On December 5, 2019, the Issuers completed a public offering of $600.0 million aggregate principal amount of 2.900% senior notes due 2024 (the "2024 Notes") and $600.0 million aggregate principal amount of 3.450% senior notes due 2029 (the “2029 Notes”). The Company received proceeds of $1,197.4 million, net of underwriting costs and other deferred financing costs. The Company used the proceeds to finance the repurchase of all of its 5.000% senior notes due 2024 (the “Old 2024 Notes”) and all of its 5.375% senior notes due 2027 (the “Old 2027 Notes” and together with the Old 2024 Notes, the "Existing Notes"), including the payment of consent payments, for the redemption and discharge of Existing Notes that remained outstanding after the completion of the tender offers and consent solicitations, for the payment of related premiums, fees, discounts and expenses and for general corporate purposes. In connection with the repurchase of the Existing Notes, the Company recognized a loss on early extinguishment of debt of $71.8 million.

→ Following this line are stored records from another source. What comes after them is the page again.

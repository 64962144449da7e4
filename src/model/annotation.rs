use std::collections::BTreeMap;

use crate::config::{AnnotationFormat, ArrayStyle};

use super::classes::JavaClasses;
use super::{ClassId, MemberId};

/// The element an annotation is declared on.
#[derive(Debug, Clone, Copy, PartialEq, Eq, Hash)]
pub enum AnnotatedElement {
    Class(ClassId),
    Member(MemberId),
    Parameter { member: MemberId, index: usize },
}

#[derive(Debug, Clone, PartialEq)]
pub struct JavaAnnotation {
    pub annotation_type: ClassId,
    pub owner: AnnotatedElement,
    pub properties: BTreeMap<String, AnnotationValue>,
}

/// Value of an annotation property.
///
/// Replaces dynamically generated annotation proxies: consumers read the
/// union directly or convert it with the `TryFrom` impls below.
#[derive(Debug, Clone, PartialEq)]
pub enum AnnotationValue {
    Boolean(bool),
    Byte(i8),
    Char(char),
    Short(i16),
    Int(i32),
    Long(i64),
    Float(f32),
    Double(f64),
    String(String),
    Class(ClassId),
    EnumConstant { enum_type: ClassId, name: String },
    Annotation(Box<JavaAnnotation>),
    Array(Vec<AnnotationValue>),
}

impl JavaAnnotation {
    pub fn get(&self, property: &str) -> Option<&AnnotationValue> {
        self.properties.get(property)
    }

    /// The conventional `value` property.
    pub fn value(&self) -> Option<&AnnotationValue> {
        self.get("value")
    }

    /// Calls `visit` for every type referenced from property values:
    /// class literals, enum types and nested annotation types, recursively.
    pub fn visit_member_types(&self, visit: &mut impl FnMut(ClassId)) {
        for value in self.properties.values() {
            value.visit_types(visit);
        }
    }
}

impl AnnotationValue {
    fn visit_types(&self, visit: &mut impl FnMut(ClassId)) {
        match self {
            AnnotationValue::Class(id) => visit(*id),
            AnnotationValue::EnumConstant { enum_type, .. } => visit(*enum_type),
            AnnotationValue::Annotation(nested) => {
                visit(nested.annotation_type);
                nested.visit_member_types(visit);
            }
            AnnotationValue::Array(values) => {
                for value in values {
                    value.visit_types(visit);
                }
            }
            _ => {}
        }
    }

    pub fn as_str(&self) -> Option<&str> {
        match self {
            AnnotationValue::String(s) => Some(s),
            _ => None,
        }
    }

    pub fn as_class(&self) -> Option<ClassId> {
        match self {
            AnnotationValue::Class(id) => Some(*id),
            _ => None,
        }
    }

    pub fn as_array(&self) -> Option<&[AnnotationValue]> {
        match self {
            AnnotationValue::Array(values) => Some(values),
            _ => None,
        }
    }

    pub fn as_annotation(&self) -> Option<&JavaAnnotation> {
        match self {
            AnnotationValue::Annotation(nested) => Some(nested),
            _ => None,
        }
    }

    fn type_name(&self) -> &'static str {
        match self {
            AnnotationValue::Boolean(_) => "boolean",
            AnnotationValue::Byte(_) => "byte",
            AnnotationValue::Char(_) => "char",
            AnnotationValue::Short(_) => "short",
            AnnotationValue::Int(_) => "int",
            AnnotationValue::Long(_) => "long",
            AnnotationValue::Float(_) => "float",
            AnnotationValue::Double(_) => "double",
            AnnotationValue::String(_) => "string",
            AnnotationValue::Class(_) => "class",
            AnnotationValue::EnumConstant { .. } => "enum constant",
            AnnotationValue::Annotation(_) => "annotation",
            AnnotationValue::Array(_) => "array",
        }
    }
}

macro_rules! value_conversion {
    ($target:ty, $variant:ident, $expected:literal) => {
        impl TryFrom<&AnnotationValue> for $target {
            type Error = String;

            fn try_from(value: &AnnotationValue) -> Result<Self, Self::Error> {
                match value {
                    AnnotationValue::$variant(inner) => Ok(inner.clone()),
                    other => Err(format!(
                        "expected {} annotation value, got {}",
                        $expected,
                        other.type_name()
                    )),
                }
            }
        }
    };
}

value_conversion!(bool, Boolean, "boolean");
value_conversion!(i8, Byte, "byte");
value_conversion!(char, Char, "char");
value_conversion!(i16, Short, "short");
value_conversion!(i32, Int, "int");
value_conversion!(i64, Long, "long");
value_conversion!(f32, Float, "float");
value_conversion!(f64, Double, "double");
value_conversion!(String, String, "string");
value_conversion!(ClassId, Class, "class");

/// Renders annotations as Java-like source text.
///
/// The rendering style comes from the configuration handed in at
/// construction; there is no process-wide formatter setting.
#[derive(Debug, Clone, Default)]
pub struct AnnotationFormatter {
    format: AnnotationFormat,
}

impl AnnotationFormatter {
    pub fn new(format: AnnotationFormat) -> Self {
        Self { format }
    }

    /// E.g. `@com.example.Marker(type=com.example.Foo.class)`.
    pub fn format(&self, annotation: &JavaAnnotation, classes: &JavaClasses) -> String {
        let type_name = &classes.class(annotation.annotation_type).name;
        if annotation.properties.is_empty() {
            return format!("@{}", type_name);
        }

        let only_value = annotation.properties.len() == 1 && annotation.value().is_some();
        let properties: Vec<String> = if only_value && self.format.omit_single_value_name {
            annotation
                .properties
                .values()
                .map(|value| self.format_value(value, classes))
                .collect()
        } else {
            annotation
                .properties
                .iter()
                .map(|(name, value)| format!("{}={}", name, self.format_value(value, classes)))
                .collect()
        };
        format!("@{}({})", type_name, properties.join(", "))
    }

    pub fn format_value(&self, value: &AnnotationValue, classes: &JavaClasses) -> String {
        match value {
            AnnotationValue::Boolean(b) => b.to_string(),
            AnnotationValue::Byte(b) => b.to_string(),
            AnnotationValue::Char(c) => format!("'{}'", c),
            AnnotationValue::Short(s) => s.to_string(),
            AnnotationValue::Int(i) => i.to_string(),
            AnnotationValue::Long(l) => l.to_string(),
            AnnotationValue::Float(f) => f.to_string(),
            AnnotationValue::Double(d) => d.to_string(),
            AnnotationValue::String(s) if self.format.quote_strings => format!("\"{}\"", s),
            AnnotationValue::String(s) => s.clone(),
            AnnotationValue::Class(id) => {
                format!("{}{}", classes.class(*id).full_name, self.format.class_suffix)
            }
            AnnotationValue::EnumConstant { enum_type, name } => {
                format!("{}.{}", classes.class(*enum_type).name, name)
            }
            AnnotationValue::Annotation(nested) => self.format(nested, classes),
            AnnotationValue::Array(values) => {
                let items: Vec<String> = values
                    .iter()
                    .map(|value| self.format_value(value, classes))
                    .collect();
                match self.format.array_style {
                    ArrayStyle::Curly => format!("{{{}}}", items.join(", ")),
                    ArrayStyle::Square => format!("[{}]", items.join(", ")),
                }
            }
        }
    }
}

#[cfg(test)]
mod tests {
    use super::*;
    use crate::import::batch::ImportBatch;
    use crate::import::completion::CompletionEngine;
    use crate::import::{RawAnnotation, RawAnnotationValue, RawClass};

    fn annotated_batch() -> ImportBatch {
        ImportBatch::new().with_class(
            RawClass::new("com.example.Service").annotation(
                RawAnnotation::new("com.example.Marker")
                    .property("type", RawAnnotationValue::Class("com.example.Foo".into()))
                    .property(
                        "names",
                        RawAnnotationValue::Array(vec![
                            RawAnnotationValue::String("a".into()),
                            RawAnnotationValue::String("b".into()),
                        ]),
                    )
                    .property(
                        "nested",
                        RawAnnotationValue::Annotation(
                            RawAnnotation::new("com.example.Inner")
                                .property("value", RawAnnotationValue::Int(3)),
                        ),
                    ),
            ),
        )
    }

    #[test]
    fn test_format_with_defaults() {
        let classes = CompletionEngine::complete(&annotated_batch(), Default::default()).unwrap();
        let service = classes.get("com.example.Service").unwrap();
        let formatter = AnnotationFormatter::default();
        assert_eq!(
            formatter.format(&service.annotations[0], &classes),
            "@com.example.Marker(names={\"a\", \"b\"}, nested=@com.example.Inner(3), type=com.example.Foo.class)"
        );
    }

    #[test]
    fn test_format_with_explicit_config() {
        let classes = CompletionEngine::complete(&annotated_batch(), Default::default()).unwrap();
        let service = classes.get("com.example.Service").unwrap();
        let formatter = AnnotationFormatter::new(AnnotationFormat {
            quote_strings: false,
            class_suffix: String::new(),
            array_style: ArrayStyle::Square,
            omit_single_value_name: false,
        });
        assert_eq!(
            formatter.format(&service.annotations[0], &classes),
            "@com.example.Marker(names=[a, b], nested=@com.example.Inner(value=3), type=com.example.Foo)"
        );
    }

    #[test]
    fn test_member_types_recurse_into_nested_annotations() {
        let classes = CompletionEngine::complete(&annotated_batch(), Default::default()).unwrap();
        let service = classes.get("com.example.Service").unwrap();
        let mut names = Vec::new();
        service.annotations[0].visit_member_types(&mut |id| names.push(classes.class(id).name.clone()));
        names.sort();
        assert_eq!(names, vec!["com.example.Foo", "com.example.Inner"]);
    }

    #[test]
    fn test_typed_conversions() {
        let value = AnnotationValue::Int(7);
        assert_eq!(i32::try_from(&value), Ok(7));
        let err = String::try_from(&value).unwrap_err();
        assert_eq!(err, "expected string annotation value, got int");
        assert_eq!(AnnotationValue::String("x".into()).as_str(), Some("x"));
    }
}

The 2024 Notes and 2029 Notes are senior unsecured obligations of the Issuers guaranteed by CyrusOne Inc., which rank equally in right of payment with all existing and future unsecured senior indebtedness of the Issuers. The 2024 Notes and 2029 Notes are effectively subordinated in right of payment to any future secured indebtedness of the Issuers, if any, to the extent of the value of the assets securing such indebtedness. The 2024 Notes and 2029 Notes may be redeemed at our option prior to their scheduled maturity dates at the prices and premiums and on the terms set forth in the respective indentures governing the notes.
Financial debt covenants
Our debt agreements contain customary provisions with respect to events of default, affirmative and negative covenants and borrowing conditions. The most restrictive covenants are generally included in the Amended Credit Agreement. The Amended Credit Agreement requires us to maintain certain financial covenants including the following, in each case on a consolidated basis, a minimum fixed charge ratio, maximum total and secured leverage ratios, maximum net operating income to debt service ratio and a maximum ratio of unsecured indebtedness to unencumbered asset value. In order to continue to have access to amounts available under the Amended Credit Agreement, the Company must remain in compliance with all of that agreement's covenants. As of March 31, 2020, we are in compliance with all provisions of our debt agreements.